Bio: Eric Black

A diverse design background has given Eric a unique perspective to the pieces he creates. His involvement with modern architecture allows him to see how the design of the new is affected by the old. His work with Traditional Hot Rod and Custom design also allows him to use the use of historical precedent and restraint to design custom cars that could have rolled right out of the mid-century. His approach is simple: Ask the car what it wants to be and it will tell you. While many of his contemporaries force shear design will on their work, Eric’s is a thoughtful pursuit of the timeless. “Automotive style, particularly with the Hot Rod and Custom, moved incredibly fast through the years due to the changing trends from the manufacturers along with other cultural changes. It moved so fast, in fact, that we didn’t get to see enough examples built during particular time periods and there wasn't enough refinement of those ideas before the next trend came along. From a design sense, both the hot rod and custom were always looking for the next thing, whether it was the installation of an overhead valve Cadillac mill that would make them faster on the lakes or adding canted quad headlights to make their custom stand out in the crowd. Today’s traditional Hot Rod and Custom builders have the ability stop the clock so to speak and create something of a particular era, whatever they choose. I’m honored to be a part of that time machine.”

Eric’s evolving design techniques have allowed him to keep the focus of the built car in mind.  "Advancements in technology have allowed me to work my pen as fast as my mind will go. When I was using relatively traditional media such as pen, ink, and airbrush to create design drawings it was more about the drawing itself.  New ideas often meant a completely new rendering.”  When Black is involved with a project he is much more interested in the piece that is getting built than the drawing itself.  “I absolutely understand that the design rendering is a means to an end.  It needs to be compelling, and accurate, but it’s not the end goal.  We’re not out to create a drawing.  I am constantly aware that they are going to build this thing, and my job is to help them visualize it.”  With that in mind Eric uses techniques that allow the team to test ideas as quickly as possible.

Eric has built fantastic relationships with heavy hitters such as Troy Ladd of Hollywood Hot Rods, Bob Merkt and Jesse James of Austin Speed Shop, Steve Frisbie of Steve’s Auto Restorations, Donn Lowe, Dave Lane, and Chris Jory.  He is currently working on over 30 active projects and clients have him jumping between traditionally styled hot rods and customs to motorcycles, semi trucks, race cars, and movie cars.
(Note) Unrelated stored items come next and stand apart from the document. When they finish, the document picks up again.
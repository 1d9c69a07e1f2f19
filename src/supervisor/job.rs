//! Job description: the tag-delimited document listing the tasks to run.
//!
//! ```text
//! <job_desc>
//!     <unzip_input><zipfilename>input.zip</zipfilename></unzip_input>
//!     <task>
//!         <application>worker</application>
//!         <command_line>--threads $NTHREADS</command_line>
//!         <weight>3</weight>
//!     </task>
//!     <zip_output>
//!         <zipfilename>out.zip</zipfilename>
//!         <filename>result_.*</filename>
//!     </zip_output>
//! </job_desc>
//! ```

use std::path::Path;
use std::time::Duration;

use crate::wire::{parse_all, parse_flag, parse_str};
use crate::{AppError, Result};

/// Default job description file name.
pub const DEFAULT_JOB_FILE: &str = "job.xml";

/// One `<task>` entry.
#[derive(Debug, Clone, PartialEq)]
pub struct TaskSpec {
    /// Executable to run.
    pub application: String,
    /// Working directory for the process.
    pub exec_dir: Option<String>,
    /// `NAME=VALUE` overrides, in document order.
    pub env: Vec<(String, String)>,
    /// File to connect to stdin.
    pub stdin_filename: Option<String>,
    /// File stdout is appended to.
    pub stdout_filename: Option<String>,
    /// File stderr is appended to.
    pub stderr_filename: Option<String>,
    /// Argument string, split on whitespace after macro substitution.
    pub command_line: String,
    /// File whose modification marks a task checkpoint.
    pub checkpoint_filename: Option<String>,
    /// File the task writes its own fraction done to.
    pub fraction_done_filename: Option<String>,
    /// Relative contribution to overall progress.
    pub weight: f64,
    /// Launched once before the sequence and never waited for.
    pub daemon: bool,
    /// Suspend/resume must reach descendants too.
    pub multi_process: bool,
    /// Append the supervisor's passthrough arguments.
    pub append_cmdline_args: bool,
    /// Running time after which the task is killed and counted as done.
    pub time_limit: Option<Duration>,
    /// Scheduling priority, 1 (lowest) to 5 (highest).
    pub priority: Option<u8>,
}

impl TaskSpec {
    /// Parse the body of one `<task>` element.
    ///
    /// # Errors
    ///
    /// Returns `AppError::Job` if the application is missing or a numeric
    /// field does not parse.
    pub fn parse(body: &str) -> Result<Self> {
        let application = parse_str(body, "application")
            .filter(|app| !app.is_empty())
            .ok_or_else(|| AppError::Job("task without <application>".into()))?
            .to_owned();

        let env = parse_all(body, "setenv")
            .into_iter()
            .map(|pair| {
                pair.split_once('=')
                    .map(|(k, v)| (k.trim().to_owned(), v.to_owned()))
                    .ok_or_else(|| AppError::Job(format!("setenv without '=': {pair}")))
            })
            .collect::<Result<Vec<_>>>()?;

        let weight = match parse_str(body, "weight") {
            Some(raw) => raw
                .parse::<f64>()
                .ok()
                .filter(|w| w.is_finite() && *w >= 0.0)
                .ok_or_else(|| AppError::Job(format!("{application}: bad weight {raw:?}")))?,
            None => 1.0,
        };

        let time_limit = match parse_str(body, "time_limit") {
            Some(raw) => {
                let secs = raw
                    .parse::<f64>()
                    .ok()
                    .filter(|s| s.is_finite() && *s >= 0.0)
                    .ok_or_else(|| AppError::Job(format!("{application}: bad time_limit {raw:?}")))?;
                (secs > 0.0).then(|| Duration::from_secs_f64(secs))
            }
            None => None,
        };

        let priority = match parse_str(body, "priority") {
            Some(raw) => Some(
                raw.parse::<u8>()
                    .ok()
                    .filter(|p| (1..=5).contains(p))
                    .ok_or_else(|| AppError::Job(format!("{application}: bad priority {raw:?}")))?,
            ),
            None => None,
        };

        Ok(Self {
            exec_dir: optional(body, "exec_dir"),
            env,
            stdin_filename: optional(body, "stdin_filename"),
            stdout_filename: optional(body, "stdout_filename"),
            stderr_filename: optional(body, "stderr_filename"),
            command_line: parse_str(body, "command_line").unwrap_or_default().to_owned(),
            checkpoint_filename: optional(body, "checkpoint_filename"),
            fraction_done_filename: optional(body, "fraction_done_filename"),
            weight,
            daemon: parse_flag(body, "daemon"),
            multi_process: parse_flag(body, "multi_process"),
            append_cmdline_args: parse_flag(body, "append_cmdline_args"),
            time_limit,
            priority,
            application,
        })
    }
}

fn optional(body: &str, name: &str) -> Option<String> {
    parse_str(body, name)
        .filter(|v| !v.is_empty())
        .map(str::to_owned)
}

/// Archive packed after the last task.
#[derive(Debug, Clone, PartialEq, Eq)]
pub struct ZipOutput {
    /// Archive to create.
    pub zipfilename: String,
    /// Regular expressions selecting the files to include.
    pub patterns: Vec<String>,
}

/// Parsed job description.
#[derive(Debug, Clone, PartialEq)]
pub struct JobDescription {
    /// Every task in document order, daemons included.
    pub tasks: Vec<TaskSpec>,
    /// Archives to unpack before the first task.
    pub unzip_input: Vec<String>,
    /// Archive to pack after the last task.
    pub zip_output: Option<ZipOutput>,
    /// The client may ask for graphics; forward requests.
    pub enable_graphics_support: bool,
}

impl JobDescription {
    /// Parse a job description document.
    ///
    /// # Errors
    ///
    /// Returns `AppError::Job` if there are no sequenced tasks or a task is
    /// malformed.
    pub fn parse(doc: &str) -> Result<Self> {
        let tasks = parse_all(doc, "task")
            .into_iter()
            .map(TaskSpec::parse)
            .collect::<Result<Vec<_>>>()?;
        if tasks.iter().all(|task| task.daemon) {
            return Err(AppError::Job("job description has no tasks".into()));
        }

        let unzip_input = parse_str(doc, "unzip_input")
            .map(|body| parse_all(body, "zipfilename").into_iter().map(str::to_owned).collect())
            .unwrap_or_default();

        let zip_output = parse_str(doc, "zip_output").and_then(|body| {
            let zipfilename = parse_str(body, "zipfilename")?.to_owned();
            let patterns = parse_all(body, "filename").into_iter().map(str::to_owned).collect();
            Some(ZipOutput {
                zipfilename,
                patterns,
            })
        });

        Ok(Self {
            tasks,
            unzip_input,
            zip_output,
            enable_graphics_support: parse_flag(doc, "enable_graphics_support"),
        })
    }

    /// Read and parse a job description file.
    ///
    /// # Errors
    ///
    /// Returns `AppError::Io` if the file cannot be read, or `AppError::Job`
    /// if it does not parse.
    pub fn load(path: impl AsRef<Path>) -> Result<Self> {
        let path = path.as_ref();
        let doc = std::fs::read_to_string(path)
            .map_err(|err| AppError::Io(format!("cannot read {}: {err}", path.display())))?;
        Self::parse(&doc)
    }

    /// Tasks run in sequence.
    pub fn sequenced(&self) -> impl Iterator<Item = &TaskSpec> {
        self.tasks.iter().filter(|task| !task.daemon)
    }

    /// Tasks run alongside the sequence.
    pub fn daemons(&self) -> impl Iterator<Item = &TaskSpec> {
        self.tasks.iter().filter(|task| task.daemon)
    }

    /// Sequenced task weights, in order.
    #[must_use]
    pub fn weights(&self) -> Vec<f64> {
        self.sequenced().map(|task| task.weight).collect()
    }
}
Eric’s work has also hit the pages of many automotive magazines including Hot Rod, Street Rodder and Rod and Custom. “I love getting feedback from readers that are inspired to build something, whether it’s my design or something they have in their head. It’s what it’s all about.” While Black’s work has been regarded by many as art and displayed in that fashion, Eric is much more comfortable with his pieces that are pinned up in the various garages of hot rodders around the country. “As my wife says, both my work and I belong in the garage.”